How many lines in the records below contain the word "crate"? Give only the number.
-------- SOURCE DATA --------
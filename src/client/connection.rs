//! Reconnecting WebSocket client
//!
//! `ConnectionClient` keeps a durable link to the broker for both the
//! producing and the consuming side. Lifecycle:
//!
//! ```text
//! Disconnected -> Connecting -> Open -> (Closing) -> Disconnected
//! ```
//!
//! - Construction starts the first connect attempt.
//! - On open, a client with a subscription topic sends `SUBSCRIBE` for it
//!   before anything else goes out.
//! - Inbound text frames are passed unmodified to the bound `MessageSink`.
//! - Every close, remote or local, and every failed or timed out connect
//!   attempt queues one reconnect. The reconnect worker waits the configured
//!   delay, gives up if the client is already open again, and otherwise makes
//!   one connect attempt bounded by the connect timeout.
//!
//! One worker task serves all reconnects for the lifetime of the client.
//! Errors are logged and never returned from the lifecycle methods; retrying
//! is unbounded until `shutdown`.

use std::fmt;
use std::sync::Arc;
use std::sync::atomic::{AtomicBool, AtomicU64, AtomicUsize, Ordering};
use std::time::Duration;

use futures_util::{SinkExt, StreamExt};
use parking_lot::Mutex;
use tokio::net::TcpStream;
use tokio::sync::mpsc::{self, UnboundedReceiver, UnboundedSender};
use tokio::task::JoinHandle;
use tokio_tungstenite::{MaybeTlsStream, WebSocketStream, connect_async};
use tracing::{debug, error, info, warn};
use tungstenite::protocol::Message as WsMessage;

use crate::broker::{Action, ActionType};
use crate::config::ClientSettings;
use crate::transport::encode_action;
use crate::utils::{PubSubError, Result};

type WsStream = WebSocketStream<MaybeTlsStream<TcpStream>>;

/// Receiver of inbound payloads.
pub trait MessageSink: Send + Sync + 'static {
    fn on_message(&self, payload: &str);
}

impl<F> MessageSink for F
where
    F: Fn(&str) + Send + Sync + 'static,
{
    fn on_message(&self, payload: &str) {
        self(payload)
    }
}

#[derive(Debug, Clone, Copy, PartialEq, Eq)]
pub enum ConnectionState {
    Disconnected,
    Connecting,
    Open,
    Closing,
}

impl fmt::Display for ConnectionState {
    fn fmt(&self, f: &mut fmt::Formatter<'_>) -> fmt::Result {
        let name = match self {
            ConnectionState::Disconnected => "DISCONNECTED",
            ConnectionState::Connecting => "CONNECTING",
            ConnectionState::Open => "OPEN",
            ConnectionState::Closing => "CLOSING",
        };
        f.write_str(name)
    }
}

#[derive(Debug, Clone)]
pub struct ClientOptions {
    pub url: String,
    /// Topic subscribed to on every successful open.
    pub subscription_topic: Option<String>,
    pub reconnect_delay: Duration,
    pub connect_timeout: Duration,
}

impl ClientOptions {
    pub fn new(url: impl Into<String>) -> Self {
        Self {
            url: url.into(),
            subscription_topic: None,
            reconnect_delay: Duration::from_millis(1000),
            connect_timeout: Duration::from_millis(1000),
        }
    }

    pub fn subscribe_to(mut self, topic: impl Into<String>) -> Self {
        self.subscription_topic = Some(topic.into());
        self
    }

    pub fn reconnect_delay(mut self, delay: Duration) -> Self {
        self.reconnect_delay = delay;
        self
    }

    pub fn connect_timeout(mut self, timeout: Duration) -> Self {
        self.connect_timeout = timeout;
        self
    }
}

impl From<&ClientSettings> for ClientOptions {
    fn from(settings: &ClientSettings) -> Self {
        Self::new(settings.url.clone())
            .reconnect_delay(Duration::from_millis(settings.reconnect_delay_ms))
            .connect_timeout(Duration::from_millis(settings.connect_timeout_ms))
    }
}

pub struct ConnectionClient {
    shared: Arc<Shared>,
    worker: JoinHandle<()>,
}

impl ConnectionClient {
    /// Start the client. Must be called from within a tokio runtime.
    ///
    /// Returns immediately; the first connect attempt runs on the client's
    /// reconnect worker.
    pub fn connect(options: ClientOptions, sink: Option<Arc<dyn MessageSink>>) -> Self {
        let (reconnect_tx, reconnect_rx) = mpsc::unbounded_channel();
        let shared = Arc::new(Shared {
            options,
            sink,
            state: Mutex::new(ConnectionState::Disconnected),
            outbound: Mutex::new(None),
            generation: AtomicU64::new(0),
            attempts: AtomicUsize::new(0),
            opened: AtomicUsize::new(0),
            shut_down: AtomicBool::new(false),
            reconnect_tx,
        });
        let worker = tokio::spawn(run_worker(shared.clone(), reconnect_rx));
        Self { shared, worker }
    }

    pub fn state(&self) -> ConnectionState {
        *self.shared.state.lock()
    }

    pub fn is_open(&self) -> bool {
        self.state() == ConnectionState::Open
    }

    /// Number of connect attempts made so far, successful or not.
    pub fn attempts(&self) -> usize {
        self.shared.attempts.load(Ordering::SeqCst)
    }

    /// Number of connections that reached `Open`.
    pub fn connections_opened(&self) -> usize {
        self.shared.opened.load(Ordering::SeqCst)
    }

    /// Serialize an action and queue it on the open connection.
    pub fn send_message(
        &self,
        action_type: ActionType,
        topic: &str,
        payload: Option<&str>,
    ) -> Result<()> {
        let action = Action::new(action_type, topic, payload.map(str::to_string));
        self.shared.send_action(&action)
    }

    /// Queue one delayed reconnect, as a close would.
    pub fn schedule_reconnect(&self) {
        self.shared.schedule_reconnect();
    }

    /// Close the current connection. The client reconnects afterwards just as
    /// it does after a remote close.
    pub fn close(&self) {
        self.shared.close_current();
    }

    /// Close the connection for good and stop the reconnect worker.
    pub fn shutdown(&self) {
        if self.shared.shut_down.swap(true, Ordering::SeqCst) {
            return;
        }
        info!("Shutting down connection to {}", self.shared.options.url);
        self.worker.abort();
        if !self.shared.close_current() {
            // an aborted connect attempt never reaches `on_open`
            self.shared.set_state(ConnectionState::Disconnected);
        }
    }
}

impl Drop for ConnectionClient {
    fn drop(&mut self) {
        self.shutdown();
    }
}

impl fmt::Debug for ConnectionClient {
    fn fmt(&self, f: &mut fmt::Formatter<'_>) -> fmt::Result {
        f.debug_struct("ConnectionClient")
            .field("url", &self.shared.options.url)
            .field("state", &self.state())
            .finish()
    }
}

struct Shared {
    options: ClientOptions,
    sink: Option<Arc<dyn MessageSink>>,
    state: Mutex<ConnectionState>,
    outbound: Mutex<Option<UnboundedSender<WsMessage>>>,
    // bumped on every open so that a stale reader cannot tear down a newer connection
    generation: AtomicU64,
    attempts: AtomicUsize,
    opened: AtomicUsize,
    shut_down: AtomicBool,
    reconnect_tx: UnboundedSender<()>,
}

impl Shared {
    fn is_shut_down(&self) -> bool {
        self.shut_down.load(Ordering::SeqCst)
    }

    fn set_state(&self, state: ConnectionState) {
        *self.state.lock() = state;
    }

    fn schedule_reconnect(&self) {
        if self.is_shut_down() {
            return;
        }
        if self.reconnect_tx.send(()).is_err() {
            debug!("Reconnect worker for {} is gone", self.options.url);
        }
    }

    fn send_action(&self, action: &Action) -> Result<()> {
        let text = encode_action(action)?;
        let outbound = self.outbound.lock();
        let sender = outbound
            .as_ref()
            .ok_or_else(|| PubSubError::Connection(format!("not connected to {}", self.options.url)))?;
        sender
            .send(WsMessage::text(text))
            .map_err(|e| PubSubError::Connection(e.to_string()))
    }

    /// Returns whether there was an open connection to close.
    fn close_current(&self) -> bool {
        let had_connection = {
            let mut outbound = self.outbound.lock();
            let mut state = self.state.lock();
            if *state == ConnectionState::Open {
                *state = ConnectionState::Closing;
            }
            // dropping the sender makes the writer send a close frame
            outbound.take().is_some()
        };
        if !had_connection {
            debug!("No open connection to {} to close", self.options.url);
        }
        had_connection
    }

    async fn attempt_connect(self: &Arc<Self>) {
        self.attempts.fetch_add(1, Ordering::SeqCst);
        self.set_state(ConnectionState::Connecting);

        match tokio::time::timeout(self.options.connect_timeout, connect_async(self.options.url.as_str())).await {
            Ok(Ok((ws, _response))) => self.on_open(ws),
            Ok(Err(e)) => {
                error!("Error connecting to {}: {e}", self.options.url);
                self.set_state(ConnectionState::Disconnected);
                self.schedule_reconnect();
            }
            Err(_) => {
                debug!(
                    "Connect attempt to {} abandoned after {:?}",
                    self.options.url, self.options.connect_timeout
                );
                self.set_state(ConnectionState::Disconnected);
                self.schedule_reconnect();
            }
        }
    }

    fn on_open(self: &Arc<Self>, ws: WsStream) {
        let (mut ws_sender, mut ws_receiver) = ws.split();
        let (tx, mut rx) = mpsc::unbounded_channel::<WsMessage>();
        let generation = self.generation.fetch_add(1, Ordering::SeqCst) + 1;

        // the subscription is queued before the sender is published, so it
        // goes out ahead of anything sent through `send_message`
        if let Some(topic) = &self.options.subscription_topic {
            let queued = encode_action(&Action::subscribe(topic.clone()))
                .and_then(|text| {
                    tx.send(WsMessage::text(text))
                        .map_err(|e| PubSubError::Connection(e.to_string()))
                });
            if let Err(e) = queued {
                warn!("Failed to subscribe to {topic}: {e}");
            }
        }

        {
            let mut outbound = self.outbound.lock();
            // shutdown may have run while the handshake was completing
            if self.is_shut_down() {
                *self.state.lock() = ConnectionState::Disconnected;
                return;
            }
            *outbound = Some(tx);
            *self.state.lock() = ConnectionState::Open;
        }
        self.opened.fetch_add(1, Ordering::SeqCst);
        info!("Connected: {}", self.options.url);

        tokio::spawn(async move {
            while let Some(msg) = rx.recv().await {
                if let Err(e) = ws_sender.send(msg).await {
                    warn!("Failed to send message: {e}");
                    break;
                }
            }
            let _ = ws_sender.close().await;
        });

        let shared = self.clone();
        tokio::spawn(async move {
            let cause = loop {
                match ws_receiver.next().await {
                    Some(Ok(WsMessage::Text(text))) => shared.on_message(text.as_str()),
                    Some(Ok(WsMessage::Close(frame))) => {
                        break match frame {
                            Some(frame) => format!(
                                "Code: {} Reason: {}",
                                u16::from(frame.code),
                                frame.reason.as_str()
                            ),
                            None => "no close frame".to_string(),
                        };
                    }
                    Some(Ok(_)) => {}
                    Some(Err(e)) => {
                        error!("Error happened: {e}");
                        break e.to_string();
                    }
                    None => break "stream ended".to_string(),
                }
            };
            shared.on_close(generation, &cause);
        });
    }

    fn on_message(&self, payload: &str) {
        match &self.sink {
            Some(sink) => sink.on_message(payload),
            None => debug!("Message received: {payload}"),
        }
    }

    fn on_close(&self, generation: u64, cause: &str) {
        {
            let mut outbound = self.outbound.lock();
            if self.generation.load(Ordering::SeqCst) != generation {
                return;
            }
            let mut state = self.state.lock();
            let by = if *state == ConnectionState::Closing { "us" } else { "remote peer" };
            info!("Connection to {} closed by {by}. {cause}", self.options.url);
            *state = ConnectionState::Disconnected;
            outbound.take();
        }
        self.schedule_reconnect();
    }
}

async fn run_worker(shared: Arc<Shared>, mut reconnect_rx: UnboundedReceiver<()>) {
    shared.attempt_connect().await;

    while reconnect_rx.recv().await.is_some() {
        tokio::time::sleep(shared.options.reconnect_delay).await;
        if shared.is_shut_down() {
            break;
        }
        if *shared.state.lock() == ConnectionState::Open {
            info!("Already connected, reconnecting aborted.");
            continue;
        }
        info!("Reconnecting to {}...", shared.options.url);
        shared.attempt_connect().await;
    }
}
--------
#### SOLUTION:
4